Budget contingency plan
Levy failure would mean loss of jobs, higher fees
Marysville schools Superintendent Diane Mankins presented the school board with $3 million worth of budget cuts she said will be necessary if voters reject the district's 9-mill continuous levy on the May ballot.
The plan includes the loss of 46.5 staff jobs and 75 supplemental contracts; dropping middle school sports, freshman sports, one assistant coach for every high school sport; and doubling pay-to-participate fees from $200 to $400 per sport.
Between 2008 and last November, the district made cuts totaling $6.9 million in savings, she said. Since the failure of a November school levy, the administration had to find another $2.3 million worth of cuts, bringing the total number of budget reductions since 2008 to $9.2 million.

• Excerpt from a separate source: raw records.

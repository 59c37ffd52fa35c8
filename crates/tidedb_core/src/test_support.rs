//! Builders shared by unit tests.

use crate::manifest::ManifestEntry;
use crate::segment::{MemorySegmentFactory, SegmentFactory, SegmentRecord};
use crate::types::{LevelId, SequenceNumber};
use std::path::Path;

pub(crate) fn key(k: u32) -> Vec<u8> {
    format!("{k:06}").into_bytes()
}

/// In-memory segment holding `keys`, each valued `"<tag>:<key>"`.
pub(crate) fn entry(name: &str, keys: impl IntoIterator<Item = u32>, tag: &str) -> ManifestEntry {
    let records: Vec<SegmentRecord> = keys
        .into_iter()
        .map(|k| SegmentRecord::put(key(k), format!("{tag}:{k}"), SequenceNumber::new(1)))
        .collect();
    let segment = MemorySegmentFactory
        .create_segment(Path::new(name), LevelId::new(0), &records)
        .unwrap();
    ManifestEntry::from_segment(segment)
}

/// In-memory segment covering `[start, end]` with every key in between.
pub(crate) fn span(name: &str, start: u32, end: u32, tag: &str) -> ManifestEntry {
    entry(name, start..=end, tag)
}
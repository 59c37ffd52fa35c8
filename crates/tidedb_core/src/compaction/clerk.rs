//! The compaction clerk: one worker thread per level.
//!
//! A clerk sleeps on its channel until prompted or until its countdown runs
//! out, then runs one round:
//!
//! ```text
//! pull_work ──Idle──────────────────────────────────────────► re-arm
//!     │
//!     └─Work─► select + merge ─► persist snapshot ─► request_manifest_change
//!                                                      │ accepted: mark_for_delete each
//!                                                      │ rejected: log orphans
//!                                                      └──────────────────► re-arm
//! ```
//!
//! The countdown is re-armed after every round from its outcome; see
//! [`next_poll_interval`]. A round in progress always completes before a
//! stop request is observed.

use crate::compaction::merge::{perform_merge, MergeEngine};
use crate::compaction::selector::{CandidateSelector, RandomSelector};
use crate::compaction::work::{CompactionOwner, ManifestChange, WorkItem, WorkResponse};
use crate::config::CompactionConfig;
use crate::error::CoreResult;
use crate::manifest::ManifestEntry;
use crate::segment::{FileSegmentFactory, SegmentFactory};
use crate::stats::CompactionStats;
use crate::types::LevelId;
use parking_lot::Mutex;
use std::sync::mpsc::{self, Receiver, RecvTimeoutError, Sender};
use std::sync::Arc;
use std::thread::{self, JoinHandle};
use std::time::Duration;

/// Lifecycle state of a clerk.
#[derive(Debug, Clone, Copy, PartialEq, Eq)]
pub enum ClerkState {
    /// Waiting for a prompt or the countdown.
    Idle,
    /// Running a round.
    Working,
    /// Terminated.
    Stopped,
}

/// How a round ended.
#[derive(Debug, Clone, Copy, PartialEq, Eq)]
pub enum RoundOutcome {
    /// The owner had nothing to do.
    NoWork {
        /// Whether the owner reported a backlog.
        backlog: bool,
    },
    /// The owner installed the new snapshot.
    Accepted,
    /// The owner refused the new snapshot.
    Rejected,
    /// Selection, merge or persist failed before reaching the owner.
    Failed,
}

/// Delay before the next unprompted round.
///
/// Only a healthy level (no work, no backlog) backs off. Everything else,
/// including failures, polls again after the base interval.
#[must_use]
pub fn next_poll_interval(config: &CompactionConfig, outcome: &RoundOutcome) -> Duration {
    match outcome {
        RoundOutcome::NoWork { backlog: false } => config.backoff_interval(),
        _ => config.base_interval,
    }
}

#[derive(Debug)]
enum ClerkMessage {
    Prompt,
    Stop,
}

/// Wakes a clerk. Cheap to clone; owners keep one per registered clerk.
#[derive(Debug, Clone)]
pub struct ClerkPrompter {
    level: LevelId,
    sender: Sender<ClerkMessage>,
}
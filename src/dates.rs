use chrono::{DateTime, Datelike, Months, NaiveDate, Utc};

const MILLIS_PER_DAY: i64 = 24 * 60 * 60 * 1000;

const MONTH_NAMES_PT_BR: [&str; 12] = [
    "janeiro",
    "fevereiro",
    "março",
    "abril",
    "maio",
    "junho",
    "julho",
    "agosto",
    "setembro",
    "outubro",
    "novembro",
    "dezembro",
];

pub fn format_date(value: DateTime<Utc>) -> String {
    value.format("%d/%m/%Y").to_string()
}

pub fn format_date_time(value: DateTime<Utc>) -> String {
    value.format("%d/%m/%Y %H:%M").to_string()
}

/// Month name and year in the dashboard locale, e.g. `março 2024`.
pub fn month_label(month: NaiveDate) -> String {
    let name = MONTH_NAMES_PT_BR[month.month0() as usize];
    format!("{} {}", name, month.year())
}

/// First day of each of the `count` calendar months ending with the month of
/// `today`, oldest first.
pub fn months_ending_at(today: NaiveDate, count: u32) -> Vec<NaiveDate> {
    let Some(current) = today.with_day(1) else {
        return Vec::new();
    };
    (0..count)
        .rev()
        .filter_map(|back| current.checked_sub_months(Months::new(back)))
        .collect()
}

pub fn same_month(value: DateTime<Utc>, month: NaiveDate) -> bool {
    value.year() == month.year() && value.month() == month.month()
}

/// Whole days from `now` until `end`, rounded up.
pub fn days_until(end: DateTime<Utc>, now: DateTime<Utc>) -> i64 {
    let millis = (end - now).num_milliseconds();
    -((-millis).div_euclid(MILLIS_PER_DAY))
}
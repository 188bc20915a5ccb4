use crate::dashboard::DashboardCore;
use crate::models::{
    AppSettings, BooleanResponse, Contract, ContractInput, ContractView, DashboardStats, EmailConfig, Invoice,
    InvoiceInput, InvoiceView, Notification, Operator, OperatorInput, SendSummary,
};
use std::sync::Arc;

#[derive(Clone)]
pub struct AppState {
    pub core: Arc<DashboardCore>,
}

impl AppState {
    pub fn new(core: Arc<DashboardCore>) -> Self {
        Self { core }
    }
}

pub fn operators_list(state: &AppState) -> Result<Vec<Operator>, String> {
    Ok(state.core.list_operators())
}

/// Creates when `id` is absent, updates in place otherwise.
pub fn operator_save(state: &AppState, id: Option<String>, input: OperatorInput) -> Result<Operator, String> {
    match id {
        Some(id) => state.core.update_operator(&id, input),
        None => state.core.create_operator(input),
    }
    .map_err(to_client_error)
}

pub fn operator_delete(state: &AppState, id: String) -> Result<BooleanResponse, String> {
    state
        .core
        .delete_operator(&id)
        .map(|ok| BooleanResponse { ok })
        .map_err(to_client_error)
}

pub fn contracts_list(state: &AppState) -> Result<Vec<ContractView>, String> {
    Ok(state.core.list_contract_views())
}

pub fn contract_save(state: &AppState, id: Option<String>, input: ContractInput) -> Result<Contract, String> {
    match id {
        Some(id) => state.core.update_contract(&id, input),
        None => state.core.create_contract(input),
    }
    .map_err(to_client_error)
}

pub fn contract_delete(state: &AppState, id: String) -> Result<BooleanResponse, String> {
    state
        .core
        .delete_contract(&id)
        .map(|ok| BooleanResponse { ok })
        .map_err(to_client_error)
}

pub fn invoices_list(state: &AppState) -> Result<Vec<InvoiceView>, String> {
    Ok(state.core.list_invoice_views())
}

pub fn invoice_save(state: &AppState, id: Option<String>, input: InvoiceInput) -> Result<Invoice, String> {
    match id {
        Some(id) => state.core.update_invoice(&id, input),
        None => state.core.create_invoice(input),
    }
    .map_err(to_client_error)
}

pub fn invoice_delete(state: &AppState, id: String) -> Result<BooleanResponse, String> {
    state
        .core
        .delete_invoice(&id)
        .map(|ok| BooleanResponse { ok })
        .map_err(to_client_error)
}

pub fn dashboard_stats(state: &AppState) -> Result<DashboardStats, String> {
    Ok(state.core.dashboard_stats())
}

pub fn notifications_list(state: &AppState) -> Result<Vec<Notification>, String> {
    Ok(state.core.notifications().get_notifications())
}

pub fn notifications_check(state: &AppState) -> Result<Vec<Notification>, String> {
    Ok(state.core.refresh_notifications())
}

pub async fn notification_send(state: &AppState, notification_id: String) -> Result<BooleanResponse, String> {
    let engine = state.core.notifications();
    let notification = engine
        .get_notifications()
        .into_iter()
        .find(|notification| notification.id == notification_id)
        .ok_or_else(|| format!("NOT_FOUND: Notification {} not found", notification_id))?;
    let ok = engine.send_email_notification(&notification).await;
    Ok(BooleanResponse { ok })
}

pub async fn notifications_send_pending(state: &AppState) -> Result<SendSummary, String> {
    Ok(state.core.notifications().send_pending_notifications().await)
}

pub fn notification_mark_read(state: &AppState, notification_id: String) -> Result<BooleanResponse, String> {
    state
        .core
        .notifications()
        .mark_as_read(&notification_id)
        .map(|ok| BooleanResponse { ok })
        .map_err(to_client_error)
}

pub fn notifications_clean(state: &AppState) -> Result<usize, String> {
    state
        .core
        .notifications()
        .clean_old_notifications()
        .map_err(to_client_error)
}

pub fn email_configure(state: &AppState, config: EmailConfig) -> Result<BooleanResponse, String> {
    state
        .core
        .notifications()
        .configure_email(config)
        .map(|_| BooleanResponse { ok: true })
        .map_err(to_client_error)
}

pub fn get_settings(state: &AppState) -> Result<AppSettings, String> {
    state.core.get_settings().map_err(to_client_error)
}

pub fn update_settings(state: &AppState, settings: serde_json::Value) -> Result<AppSettings, String> {
    state.core.update_settings(settings).map_err(to_client_error)
}

fn to_client_error(error: impl std::fmt::Display) -> String {
    error.to_string()
}

#[cfg(test)]
mod tests {
    use super::*;
    use crate::models::{ContractStatus, ServiceType};
    use chrono::{Duration, Utc};

    fn state(dir: &tempfile::TempDir) -> AppState {
        let core = DashboardCore::new(dir.path().to_path_buf()).expect("core");
        core.update_settings(serde_json::json!({ "sendDelayMs": 0, "sendSpacingMs": 0 }))
            .expect("settings");
        AppState::new(core)
    }

    #[test]
    fn save_creates_then_updates() {
        let dir = tempfile::tempdir().expect("tempdir");
        let state = state(&dir);
        let input = OperatorInput {
            name: "Vivo".to_string(),
            service_type: ServiceType::Mobile,
            support_contact: "(11) 1058-8888".to_string(),
        };

        let created = operator_save(&state, None, input.clone()).expect("create");
        let updated = operator_save(
            &state,
            Some(created.id.clone()),
            OperatorInput {
                name: "Vivo Empresas".to_string(),
                ..input
            },
        )
        .expect("update");

        assert_eq!(updated.id, created.id);
        assert_eq!(operators_list(&state).expect("list").len(), 1);
    }

    #[test]
    fn errors_surface_as_prefixed_strings() {
        let dir = tempfile::tempdir().expect("tempdir");
        let state = state(&dir);
        let error = operator_save(
            &state,
            None,
            OperatorInput {
                name: String::new(),
                service_type: ServiceType::Fixed,
                support_contact: "x".to_string(),
            },
        )
        .expect_err("validation");
        assert!(error.starts_with("VALIDATION:"));
    }

    #[tokio::test]
    async fn send_by_id_marks_notification_sent() {
        let dir = tempfile::tempdir().expect("tempdir");
        let state = state(&dir);
        let now = Utc::now();
        contract_save(
            &state,
            None,
            ContractInput {
                branch_name: "Filial Manaus".to_string(),
                operator_id: "missing".to_string(),
                plan: "Fixo Ilimitado".to_string(),
                start_date: now - Duration::days(200),
                end_date: now + Duration::days(1),
                monthly_value: 89.99,
                status: ContractStatus::Active,
            },
        )
        .expect("contract");

        let pending = notifications_list(&state).expect("list");
        assert_eq!(pending.len(), 1);

        let response = notification_send(&state, pending[0].id.clone()).await.expect("send");
        assert!(response.ok);
        assert!(notification_send(&state, "nope".to_string()).await.is_err());
        assert!(notifications_list(&state).expect("list")[0].email_sent);
    }
}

Mankins said dropping high school busing as a way to save money would be impractical. Because of the provisions in House Bill 59, the Marysville school district receives more than $34,500 from the state, based on high school student population, Mankins said. Busing high school students currently costs $30,000 so dropping high school busing would actually cause the district to lose $4,500.
Other community suggestions were to close Raymond Elementary, home to 250 students. Mankins said regardless of whether the building is occupied, it would cost the district approximately $100,000 annually to cover sewer and water bills to keep the pipes from bursting. Demolishing the building is not an option until 2029, when bonds currently still open on the building will be paid off.
"There is no good plan. In my heart - the heart of a teacher - that tears at my inner core," Mankins said.
Board President Jeff Mabee said not passing the levy in May can't be an option.
"I don't know how anyone can look at that (contingency plan) and not get sick to their stomach," he said.
Board member Amy Powers said residents can't afford not to approve the levy.
"This is real," she said. "We've got to let people know our property values are going to (be) no good. It's about even more than our kids."
Marysville Education Association Vice President and varsity boys track coach J.B. Ritchie agreed, saying a failed levy and more cuts would result in "educational apocalypse."
Meanwhile, a pro-levy campaign committee, headed by Kenny Chaffin and Chris Schmenk, is planning a kick-off campaign rally at 6 p.m. March 7 at Marysville High School, 800 Amrine Road.
The two gave the board an update on the activities of the committee, which has held two meetings already with another planned for Monday Feb. 25. It has established 15 subcommittees.
The May levy combines a current five-year, 5-mill levy and a 4-mill levy. The committee's goal, according to Schmenk and Chaffin is to send a simple and clear message: zero new taxes.
Chaffin talked about the importance of the district's commitment to excellence and the community's commitment to support the levy.
"When you have 360 degrees of impact, it takes 360 degrees of leadership to be successful," he said.